In 2013, HMR became a subsidiary of Merck & Co., Inc. and was part of Merck's Healthcare Services & Solutions, a separate entity from the pharmaceutical business, which focuses on improving the healthcare experience for patients, providers, and payers.

In January 2020, HMR was acquired by Providence St. Joseph Health.

Moreover, HMR has been included on U.S. News & World Report's rankings for 38 Weight-Loss Diets.

==The HMR Program==
The HMR program's mission is to help participants learn ways to reduce fat in the diet, eat more fruits and vegetables, and increase daily physical activity. The goal is to make lifestyle changes to lose weight, and then maintain the weight loss through the reinforcement of behavioral changes.

=== The HMR Diet ===
All HMR options use a diet of meal replacements (portion-controlled, packaged foods) to reduce food choice decisions.

== Weight-loss plans ==
HMR offers a range of program options with varying degrees of structure. There is a clinical plan that includes medical supervision and face-to-face group coaching. Individuals may also choose less structured options which can be done with or without medical supervision in a clinic setting. HMR also offers several “at home” weight-loss plans.

The Programs are divided into two phases:
1. Phase 1 (weight loss): The goal is to lose weight quickly by replacing current meals and snacks with HMR foods (and fruits and vegetables on some plans) while beginning to incorporate regular physical activity.
2. Phase 2 (weight management): Participants learn more strategies to manage their weight over the long term as they face "real-world" eating challenges such as socializing, dining out, or traveling.

==Program outcomes==

===In-clinic outcome data===
There have been several published studies documenting the outcomes of the HMR Program. The clinic-based Decision-Free Diet has a good number of published weight losses ranging from 43 – 66 pounds in 12 – 26 weeks. Two studies have reported on weight losses of 100 pounds or more with the average weight loss over 130 pounds. The clinic-based Healthy Solutions Diet has reported weight losses ranging from 28 – 37.5 pounds in 12 – 26 weeks.

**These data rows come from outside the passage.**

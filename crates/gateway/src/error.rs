use serde::{Deserialize, Serialize};

use crate::adapter::{AdapterError, Operation};
use crate::headers::HeaderDiagnostic;
use crate::row::RowError;
use crate::serializer::SerializeError;
use crate::transport::TransportError;
use crate::{Action, Destination, OrderKind, Product};

/// Failure category carried on every unsuccessful [`crate::SubmissionResult`].
#[derive(Debug, Clone, Copy, PartialEq, Eq, Serialize, Deserialize)]
#[serde(rename_all = "lowercase")]
pub enum ErrorKind {
    Configuration,
    Validation,
    Parse,
    Transport,
    Policy,
}

/// Reasons an attempt is refused before anything is sent.
#[derive(Debug, Clone, PartialEq, Eq, thiserror::Error)]
pub enum PolicyError {
    #[error("Select a destination ISO")]
    MissingDestination,
    #[error("Select a product")]
    MissingProduct,
    #[error("Select an account")]
    MissingAccount,
    #[error("Account name must be printable ASCII")]
    InvalidAccountName,
    #[error("Select a trade date")]
    MissingTradeDate,
    #[error("Trade date {trade_date} must be after {today}")]
    TradeDateNotInFuture {
        trade_date: chrono::NaiveDate,
        today: chrono::NaiveDate,
    },
    #[error("Password is required for {destination} submissions")]
    PasswordRequired { destination: Destination },
    #[error("Password must be printable ASCII")]
    InvalidPassword,
    #[error("Account credentials cannot be sent as request headers")]
    InvalidCredentials,
    #[error("Upload at least one row")]
    NoRows,
}

#[derive(Debug, Clone, PartialEq, Eq, thiserror::Error)]
pub enum SubmissionError {
    #[error("{0}")]
    Configuration(String),
    #[error("Header validation failed: {}", .0.summary())]
    Validation(HeaderDiagnostic),
    #[error(transparent)]
    Parse(#[from] RowError),
    #[error(transparent)]
    Transport(#[from] TransportError),
    #[error(transparent)]
    Policy(#[from] PolicyError),
}

impl SubmissionError {
    pub const fn kind(&self) -> ErrorKind {
        match self {
            Self::Configuration(_) => ErrorKind::Configuration,
            Self::Validation(_) => ErrorKind::Validation,
            Self::Parse(_) => ErrorKind::Parse,
            Self::Transport(_) => ErrorKind::Transport,
            Self::Policy(_) => ErrorKind::Policy,
        }
    }

    pub fn unsupported_route(destination: Destination, product: Product, action: Action) -> Self {
        Self::Configuration(format!(
            "{action} {product} is not supported by {destination}"
        ))
    }

    pub fn no_rules(destination: Destination, kind: OrderKind) -> Self {
        Self::Configuration(format!(
            "No validation rules are registered for {destination} {kind}"
        ))
    }

    pub fn unsupported_operation(destination: Destination, operation: Operation) -> Self {
        Self::Configuration(format!("{operation} is not supported by {destination}"))
    }
}

impl From<SerializeError> for SubmissionError {
    fn from(error: SerializeError) -> Self {
        match error {
            SerializeError::Unsupported { destination, kind } => Self::no_rules(destination, kind),
            SerializeError::Row(row) => Self::Parse(row),
        }
    }
}

impl From<AdapterError> for SubmissionError {
    fn from(error: AdapterError) -> Self {
        match error {
            AdapterError::Unsupported {
                destination,
                operation,
            } => Self::unsupported_operation(destination, operation),
            AdapterError::PasswordRequired { destination } => {
                Self::Policy(PolicyError::PasswordRequired { destination })
            }
            AdapterError::InvalidHeader(_) => Self::Policy(PolicyError::InvalidCredentials),
            AdapterError::PayloadMismatch { .. }
            | AdapterError::InvalidReply { .. }
            | AdapterError::JsonSerialization(_) => Self::Configuration(error.to_string()),
            AdapterError::Transport(transport) => Self::Transport(transport),
        }
    }
}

=== Healthy Solutions at Home weight loss-data ===
Two randomized controlled trials on the Healthy Solutions at Home Program found that participants in the phone-based program (receiving weekly group coaching by phone) lost as much weight as those in a traditional face-to-face clinic. In both studies, participants in the phone coaching program lost an average of 28 pounds at 6 months. Another randomized study found that participants using Healthy Solutions at Home without any additional coaching lost an average of 13 pounds in 12 weeks.